_Brief:_ Two lines mark the range in the entries below: the one holding "let mut step_x" and the one holding "let size = pen.active_size() as i32;". Set down those two and all lines between them, exactly.

(Data to process)

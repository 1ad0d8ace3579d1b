//! Segment rasterization into both layers.

use super::dirty::DirtyTracker;
use super::layers::LayerStore;
use super::pen::Pen;
use crate::util::rect;

/// Segments shorter than this (in `|dx| + |dy|`) are dropped.
pub const MIN_LINE_DISTANCE: i32 = 4;

/// Draws from the pen's last point to (`x1`, `y1`) with the active size and
/// color, into both layers.
///
/// Uses integer Bresenham stepping along the major axis; one square is stamped
/// per step, for `max(|dx|, |dy|)` steps, and each stamp is marked dirty.
/// Returns false when the segment was too short, in which case the last point
/// is left where it was so short motions accumulate.
pub fn draw_segment(
    layers: &mut LayerStore,
    pen: &mut Pen,
    x1: i32,
    y1: i32,
    dirty: &mut DirtyTracker,
) -> bool {
    let (x0, y0) = pen.last_point;
    let mut dx = (x1 - x0).abs();
    let mut dy = (y1 - y0).abs();
    if dx + dy < MIN_LINE_DISTANCE {
        return false;
    }

    let mut step_x = if x1 > x0 { 1 } else { -1 };
    let mut step_y = if y1 > y0 { 1 } else { -1 };
    let (mut major, mut minor) = (x0, y0);
    let steep = dy > dx;
    if steep {
        std::mem::swap(&mut major, &mut minor);
        std::mem::swap(&mut dx, &mut dy);
        std::mem::swap(&mut step_x, &mut step_y);
    }

    let size = pen.active_size() as i32;
    let half = size / 2;
    let color = pen.active_color();
    let mut error = 2 * dy - dx;

    for _ in 0..dx {
        let (x, y) = if steep { (minor, major) } else { (major, minor) };
        let square = rect(x - half, y - half, size, size);
        dirty.mark_optional_rect(layers.stamp(square, color));
        while error >= 0 {
            minor += step_y;
            error -= 2 * dx;
        }
        major += step_x;
        error += 2 * dy;
    }

    pen.last_point = (x1, y1);
    true
}

#[cfg(test)]
mod tests {
    use super::*;
    use crate::draw::color::{BLACK, WHITE};
    use crate::draw::geometry::ScreenGeometry;
    use crate::draw::PixelFormat;

    fn setup() -> (LayerStore, Pen, DirtyTracker) {
        let geometry = ScreenGeometry::new(200, 150).unwrap();
        (
            LayerStore::new(&geometry, PixelFormat::Argb8888),
            Pen::new(1, 3, 3),
            DirtyTracker::new(),
        )
    }

    #[test]
    fn short_segments_keep_last_point() {
        let (mut layers, mut pen, mut dirty) = setup();
        pen.last_point = (50, 50);
        let before = layers.trace().clone();
        assert!(!draw_segment(&mut layers, &mut pen, 52, 51, &mut dirty));
        assert_eq!(pen.last_point, (50, 50));
        assert_eq!(layers.trace(), &before);
        assert!(!dirty.is_dirty());

        // Accumulated motion eventually crosses the threshold.
        assert!(draw_segment(&mut layers, &mut pen, 53, 51, &mut dirty));
        assert_eq!(pen.last_point, (53, 51));
    }

    #[test]
    fn same_point_is_a_noop() {
        let (mut layers, mut pen, mut dirty) = setup();
        pen.last_point = (40, 40);
        assert!(!draw_segment(&mut layers, &mut pen, 40, 40, &mut dirty));
    }

    #[test]
    fn horizontal_segment_stamps_each_step_but_not_endpoint() {
        let (mut layers, mut pen, mut dirty) = setup();
        pen.last_point = (10, 50);
        assert!(draw_segment(&mut layers, &mut pen, 20, 50, &mut dirty));
        let visible = layers.visible();
        for x in 10..20 {
            assert_eq!(visible.color_at(50, x), Some(BLACK), "x={x}");
        }
        assert_eq!(visible.color_at(50, 20), Some(WHITE));
        // Trace mirrors the canvas, shifted by the menu height.
        assert_eq!(layers.trace().color_at(50 - 15, 12), Some(BLACK));
        assert_eq!(dirty.take_regions(200, 150).len(), 10);
    }

    #[test]
    fn steep_segment_walks_the_y_axis() {
        let (mut layers, mut pen, mut dirty) = setup();
        pen.last_point = (30, 100);
        assert!(draw_segment(&mut layers, &mut pen, 33, 40, &mut dirty));
        let visible = layers.visible();
        let painted_rows = (40..=100)
            .filter(|&y| (29..=34).any(|x| visible.color_at(y, x) == Some(BLACK)))
            .count();
        assert_eq!(painted_rows, 60);
    }

    #[test]
    fn eraser_restores_background() {
        let (mut layers, mut pen, mut dirty) = setup();
        pen.stroke_width = 4;
        pen.last_point = (60, 80);
        draw_segment(&mut layers, &mut pen, 90, 80, &mut dirty);
        assert_eq!(layers.visible().color_at(80, 70), Some(BLACK));

        pen.toggle_mode();
        pen.last_point = (60, 80);
        draw_segment(&mut layers, &mut pen, 90, 80, &mut dirty);
        assert_eq!(layers.visible().color_at(80, 70), Some(WHITE));
        assert_eq!(layers.trace().color_at(80 - 15, 70), Some(WHITE));
    }
}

(End Data to process)

_Task output:_
    let mut step_x = if x1 > x0 { 1 } else { -1 };
    let mut step_y = if y1 > y0 { 1 } else { -1 };
    let (mut major, mut minor) = (x0, y0);
    let steep = dy > dx;
    if steep {
        std::mem::swap(&mut major, &mut minor);
        std::mem::swap(&mut dx, &mut dy);
        std::mem::swap(&mut step_x, &mut step_y);
    }

    let size = pen.active_size() as i32;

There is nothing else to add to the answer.